Saved data entries

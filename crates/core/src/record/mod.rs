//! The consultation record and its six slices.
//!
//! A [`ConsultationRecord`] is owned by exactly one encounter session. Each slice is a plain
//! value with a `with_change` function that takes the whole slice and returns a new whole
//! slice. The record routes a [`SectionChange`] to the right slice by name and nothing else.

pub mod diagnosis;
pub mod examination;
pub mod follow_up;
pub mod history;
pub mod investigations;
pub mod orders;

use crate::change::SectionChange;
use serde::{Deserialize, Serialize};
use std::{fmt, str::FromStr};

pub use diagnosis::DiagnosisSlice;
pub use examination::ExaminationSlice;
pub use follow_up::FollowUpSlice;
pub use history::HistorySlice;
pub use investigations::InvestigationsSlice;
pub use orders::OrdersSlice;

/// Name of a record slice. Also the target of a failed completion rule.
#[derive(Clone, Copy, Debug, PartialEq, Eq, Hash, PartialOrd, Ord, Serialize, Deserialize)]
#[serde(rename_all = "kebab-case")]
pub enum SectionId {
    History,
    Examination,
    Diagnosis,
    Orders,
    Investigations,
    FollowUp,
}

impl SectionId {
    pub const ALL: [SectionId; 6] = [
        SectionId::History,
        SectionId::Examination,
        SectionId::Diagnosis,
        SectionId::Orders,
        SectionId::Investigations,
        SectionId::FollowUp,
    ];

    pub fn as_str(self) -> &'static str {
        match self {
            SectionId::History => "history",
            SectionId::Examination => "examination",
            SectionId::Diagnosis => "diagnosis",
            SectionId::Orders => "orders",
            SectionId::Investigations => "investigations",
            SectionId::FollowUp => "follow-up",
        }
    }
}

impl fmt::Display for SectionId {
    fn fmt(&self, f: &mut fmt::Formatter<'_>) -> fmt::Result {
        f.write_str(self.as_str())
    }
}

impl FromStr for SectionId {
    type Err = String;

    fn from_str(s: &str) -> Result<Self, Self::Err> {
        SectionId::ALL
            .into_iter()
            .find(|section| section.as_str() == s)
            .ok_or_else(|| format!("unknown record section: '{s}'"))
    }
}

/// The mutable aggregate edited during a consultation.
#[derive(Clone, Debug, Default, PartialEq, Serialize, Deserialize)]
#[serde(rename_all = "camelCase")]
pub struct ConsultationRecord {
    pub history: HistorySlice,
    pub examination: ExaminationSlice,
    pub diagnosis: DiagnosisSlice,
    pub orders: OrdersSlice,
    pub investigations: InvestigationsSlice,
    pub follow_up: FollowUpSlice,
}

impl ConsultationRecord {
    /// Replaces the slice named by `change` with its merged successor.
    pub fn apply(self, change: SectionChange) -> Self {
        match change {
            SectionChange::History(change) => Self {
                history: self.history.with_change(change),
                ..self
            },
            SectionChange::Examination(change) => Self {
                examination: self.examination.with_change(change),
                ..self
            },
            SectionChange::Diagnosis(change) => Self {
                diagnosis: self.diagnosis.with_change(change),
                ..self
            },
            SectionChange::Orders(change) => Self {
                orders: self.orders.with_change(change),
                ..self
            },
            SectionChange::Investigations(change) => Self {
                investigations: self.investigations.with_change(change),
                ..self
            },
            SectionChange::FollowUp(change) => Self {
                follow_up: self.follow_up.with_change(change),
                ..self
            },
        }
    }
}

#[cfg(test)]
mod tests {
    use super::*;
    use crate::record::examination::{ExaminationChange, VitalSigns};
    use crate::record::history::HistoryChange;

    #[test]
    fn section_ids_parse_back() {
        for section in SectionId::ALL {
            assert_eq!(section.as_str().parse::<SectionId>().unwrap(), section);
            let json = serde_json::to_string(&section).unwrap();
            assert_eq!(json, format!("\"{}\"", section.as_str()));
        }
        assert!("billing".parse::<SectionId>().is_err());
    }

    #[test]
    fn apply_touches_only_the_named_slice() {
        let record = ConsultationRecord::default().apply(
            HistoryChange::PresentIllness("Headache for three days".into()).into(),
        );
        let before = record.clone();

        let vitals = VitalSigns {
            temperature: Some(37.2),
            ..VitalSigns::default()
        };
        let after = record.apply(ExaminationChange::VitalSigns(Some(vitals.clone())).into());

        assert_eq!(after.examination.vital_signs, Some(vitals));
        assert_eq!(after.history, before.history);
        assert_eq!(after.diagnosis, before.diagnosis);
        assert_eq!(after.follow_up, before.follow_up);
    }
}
...
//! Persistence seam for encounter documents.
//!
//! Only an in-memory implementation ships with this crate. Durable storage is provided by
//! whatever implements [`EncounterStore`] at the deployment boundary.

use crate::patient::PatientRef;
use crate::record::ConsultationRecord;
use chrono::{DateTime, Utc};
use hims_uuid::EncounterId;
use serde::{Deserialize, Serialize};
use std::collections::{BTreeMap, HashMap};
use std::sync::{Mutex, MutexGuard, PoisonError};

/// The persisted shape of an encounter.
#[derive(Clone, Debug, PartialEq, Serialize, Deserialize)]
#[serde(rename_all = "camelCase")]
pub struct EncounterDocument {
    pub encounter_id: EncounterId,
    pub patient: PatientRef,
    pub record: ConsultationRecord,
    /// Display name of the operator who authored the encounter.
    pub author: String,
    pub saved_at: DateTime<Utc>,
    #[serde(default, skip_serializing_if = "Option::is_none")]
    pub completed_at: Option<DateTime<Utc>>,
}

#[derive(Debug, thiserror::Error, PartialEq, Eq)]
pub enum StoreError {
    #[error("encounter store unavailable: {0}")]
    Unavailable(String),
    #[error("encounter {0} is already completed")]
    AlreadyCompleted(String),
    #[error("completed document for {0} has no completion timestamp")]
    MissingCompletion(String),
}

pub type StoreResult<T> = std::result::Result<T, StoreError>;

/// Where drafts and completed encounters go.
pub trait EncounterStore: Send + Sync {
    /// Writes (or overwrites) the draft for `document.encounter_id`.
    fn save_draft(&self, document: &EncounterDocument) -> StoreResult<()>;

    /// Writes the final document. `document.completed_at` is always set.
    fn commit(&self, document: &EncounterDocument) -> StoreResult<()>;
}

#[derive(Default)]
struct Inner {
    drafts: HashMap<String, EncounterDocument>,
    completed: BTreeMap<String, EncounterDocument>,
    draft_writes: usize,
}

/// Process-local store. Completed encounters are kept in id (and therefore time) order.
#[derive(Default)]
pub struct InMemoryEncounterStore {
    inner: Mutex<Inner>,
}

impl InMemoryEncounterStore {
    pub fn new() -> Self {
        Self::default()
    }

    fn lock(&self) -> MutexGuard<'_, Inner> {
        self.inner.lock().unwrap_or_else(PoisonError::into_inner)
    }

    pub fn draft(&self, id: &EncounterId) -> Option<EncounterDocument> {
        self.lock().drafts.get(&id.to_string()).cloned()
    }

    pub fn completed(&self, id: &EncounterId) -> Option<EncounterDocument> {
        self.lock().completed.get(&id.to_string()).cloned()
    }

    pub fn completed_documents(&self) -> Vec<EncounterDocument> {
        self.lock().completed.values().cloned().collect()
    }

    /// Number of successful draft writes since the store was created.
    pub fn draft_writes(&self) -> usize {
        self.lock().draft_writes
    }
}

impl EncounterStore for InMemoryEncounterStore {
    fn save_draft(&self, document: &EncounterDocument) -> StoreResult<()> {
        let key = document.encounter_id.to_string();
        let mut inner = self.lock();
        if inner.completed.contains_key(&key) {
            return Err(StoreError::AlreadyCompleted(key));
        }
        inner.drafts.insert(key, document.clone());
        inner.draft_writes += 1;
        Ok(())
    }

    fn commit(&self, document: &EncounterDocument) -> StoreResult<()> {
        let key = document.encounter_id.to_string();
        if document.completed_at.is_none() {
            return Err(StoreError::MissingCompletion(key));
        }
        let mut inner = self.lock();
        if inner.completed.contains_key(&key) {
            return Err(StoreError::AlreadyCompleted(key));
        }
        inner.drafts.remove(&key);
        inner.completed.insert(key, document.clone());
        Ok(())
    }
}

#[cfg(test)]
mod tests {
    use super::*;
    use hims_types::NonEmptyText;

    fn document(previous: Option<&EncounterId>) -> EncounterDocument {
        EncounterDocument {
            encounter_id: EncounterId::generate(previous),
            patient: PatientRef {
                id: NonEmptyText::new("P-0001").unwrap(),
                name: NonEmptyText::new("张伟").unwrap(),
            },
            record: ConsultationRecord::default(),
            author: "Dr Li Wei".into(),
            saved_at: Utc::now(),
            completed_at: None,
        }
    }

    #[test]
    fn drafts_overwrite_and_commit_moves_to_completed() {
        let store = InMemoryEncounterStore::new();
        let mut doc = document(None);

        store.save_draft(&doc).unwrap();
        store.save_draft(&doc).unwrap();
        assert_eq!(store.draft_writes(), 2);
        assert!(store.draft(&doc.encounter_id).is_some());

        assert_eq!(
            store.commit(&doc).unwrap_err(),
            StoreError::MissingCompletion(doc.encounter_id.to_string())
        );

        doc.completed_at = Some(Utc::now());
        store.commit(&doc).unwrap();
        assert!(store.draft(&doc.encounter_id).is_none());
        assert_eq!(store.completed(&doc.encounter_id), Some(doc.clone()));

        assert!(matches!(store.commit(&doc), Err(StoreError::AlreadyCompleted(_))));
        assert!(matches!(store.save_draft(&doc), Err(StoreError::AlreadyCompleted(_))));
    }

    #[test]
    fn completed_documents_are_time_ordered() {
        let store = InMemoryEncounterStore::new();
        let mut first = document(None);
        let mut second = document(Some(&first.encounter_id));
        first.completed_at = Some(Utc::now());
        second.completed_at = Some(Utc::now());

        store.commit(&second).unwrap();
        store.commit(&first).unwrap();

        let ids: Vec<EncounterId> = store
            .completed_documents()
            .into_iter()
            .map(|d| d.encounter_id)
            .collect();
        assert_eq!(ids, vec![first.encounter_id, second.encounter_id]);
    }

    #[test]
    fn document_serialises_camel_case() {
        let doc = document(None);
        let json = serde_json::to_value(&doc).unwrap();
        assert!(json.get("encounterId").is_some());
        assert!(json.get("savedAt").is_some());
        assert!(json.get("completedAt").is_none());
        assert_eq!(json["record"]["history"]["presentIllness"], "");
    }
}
...
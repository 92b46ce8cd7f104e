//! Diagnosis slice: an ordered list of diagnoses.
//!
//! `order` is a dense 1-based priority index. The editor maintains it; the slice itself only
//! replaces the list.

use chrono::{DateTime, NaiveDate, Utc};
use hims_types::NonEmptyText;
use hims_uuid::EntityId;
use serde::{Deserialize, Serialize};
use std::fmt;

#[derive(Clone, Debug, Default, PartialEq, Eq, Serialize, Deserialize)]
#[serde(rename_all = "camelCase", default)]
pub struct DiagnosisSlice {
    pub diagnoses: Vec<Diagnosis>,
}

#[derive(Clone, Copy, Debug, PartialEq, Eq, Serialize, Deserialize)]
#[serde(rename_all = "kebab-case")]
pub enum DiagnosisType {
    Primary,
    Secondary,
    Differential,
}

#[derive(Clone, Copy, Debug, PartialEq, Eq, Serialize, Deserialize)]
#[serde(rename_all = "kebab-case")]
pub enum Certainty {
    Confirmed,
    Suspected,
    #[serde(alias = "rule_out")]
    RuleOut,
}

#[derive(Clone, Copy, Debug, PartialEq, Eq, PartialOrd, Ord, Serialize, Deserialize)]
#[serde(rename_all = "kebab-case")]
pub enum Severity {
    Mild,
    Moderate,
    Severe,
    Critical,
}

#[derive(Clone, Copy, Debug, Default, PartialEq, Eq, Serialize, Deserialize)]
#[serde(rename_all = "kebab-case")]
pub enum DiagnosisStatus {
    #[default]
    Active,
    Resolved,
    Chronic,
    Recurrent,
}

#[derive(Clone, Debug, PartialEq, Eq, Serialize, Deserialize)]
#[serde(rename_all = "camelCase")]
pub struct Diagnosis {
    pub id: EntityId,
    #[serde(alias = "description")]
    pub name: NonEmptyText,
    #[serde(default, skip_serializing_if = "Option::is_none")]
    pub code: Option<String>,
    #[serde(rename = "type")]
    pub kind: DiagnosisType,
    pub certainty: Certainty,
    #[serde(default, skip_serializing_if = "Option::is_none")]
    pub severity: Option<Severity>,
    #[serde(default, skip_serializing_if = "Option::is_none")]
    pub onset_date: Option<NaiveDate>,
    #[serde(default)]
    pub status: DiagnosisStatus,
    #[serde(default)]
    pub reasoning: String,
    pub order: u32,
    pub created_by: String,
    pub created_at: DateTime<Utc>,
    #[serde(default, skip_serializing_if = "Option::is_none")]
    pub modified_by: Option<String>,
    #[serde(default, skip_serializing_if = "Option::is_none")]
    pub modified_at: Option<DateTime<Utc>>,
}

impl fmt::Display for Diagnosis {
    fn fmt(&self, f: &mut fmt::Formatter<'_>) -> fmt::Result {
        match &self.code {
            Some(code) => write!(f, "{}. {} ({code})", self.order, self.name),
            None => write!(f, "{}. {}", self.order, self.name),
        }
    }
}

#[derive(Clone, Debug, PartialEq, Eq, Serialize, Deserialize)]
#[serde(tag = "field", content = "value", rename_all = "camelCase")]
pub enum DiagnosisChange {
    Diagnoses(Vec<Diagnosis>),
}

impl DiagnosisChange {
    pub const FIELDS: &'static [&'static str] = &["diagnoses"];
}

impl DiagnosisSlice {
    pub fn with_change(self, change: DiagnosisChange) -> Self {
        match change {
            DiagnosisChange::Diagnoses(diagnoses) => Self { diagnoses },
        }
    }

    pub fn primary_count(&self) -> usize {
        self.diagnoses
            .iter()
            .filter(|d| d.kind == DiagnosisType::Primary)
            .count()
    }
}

What is being asked
Once the line with "filename crates/core/src/record/mod.rs" is found in the records above, print exactly that line and every line after it through the line with "impl FromStr for".

Response to this task
filename crates/core/src/record/mod.rs
//! The consultation record and its six slices.
//!
//! A [`ConsultationRecord`] is owned by exactly one encounter session. Each slice is a plain
//! value with a `with_change` function that takes the whole slice and returns a new whole
//! slice. The record routes a [`SectionChange`] to the right slice by name and nothing else.

pub mod diagnosis;
pub mod examination;
pub mod follow_up;
pub mod history;
pub mod investigations;
pub mod orders;

use crate::change::SectionChange;
use serde::{Deserialize, Serialize};
use std::{fmt, str::FromStr};

pub use diagnosis::DiagnosisSlice;
pub use examination::ExaminationSlice;
pub use follow_up::FollowUpSlice;
pub use history::HistorySlice;
pub use investigations::InvestigationsSlice;
pub use orders::OrdersSlice;

/// Name of a record slice. Also the target of a failed completion rule.
#[derive(Clone, Copy, Debug, PartialEq, Eq, Hash, PartialOrd, Ord, Serialize, Deserialize)]
#[serde(rename_all = "kebab-case")]
pub enum SectionId {
    History,
    Examination,
    Diagnosis,
    Orders,
    Investigations,
    FollowUp,
}

impl SectionId {
    pub const ALL: [SectionId; 6] = [
        SectionId::History,
        SectionId::Examination,
        SectionId::Diagnosis,
        SectionId::Orders,
        SectionId::Investigations,
        SectionId::FollowUp,
    ];

    pub fn as_str(self) -> &'static str {
        match self {
            SectionId::History => "history",
            SectionId::Examination => "examination",
            SectionId::Diagnosis => "diagnosis",
            SectionId::Orders => "orders",
            SectionId::Investigations => "investigations",
            SectionId::FollowUp => "follow-up",
        }
    }
}

impl fmt::Display for SectionId {
    fn fmt(&self, f: &mut fmt::Formatter<'_>) -> fmt::Result {
        f.write_str(self.as_str())
    }
}

impl FromStr for SectionId {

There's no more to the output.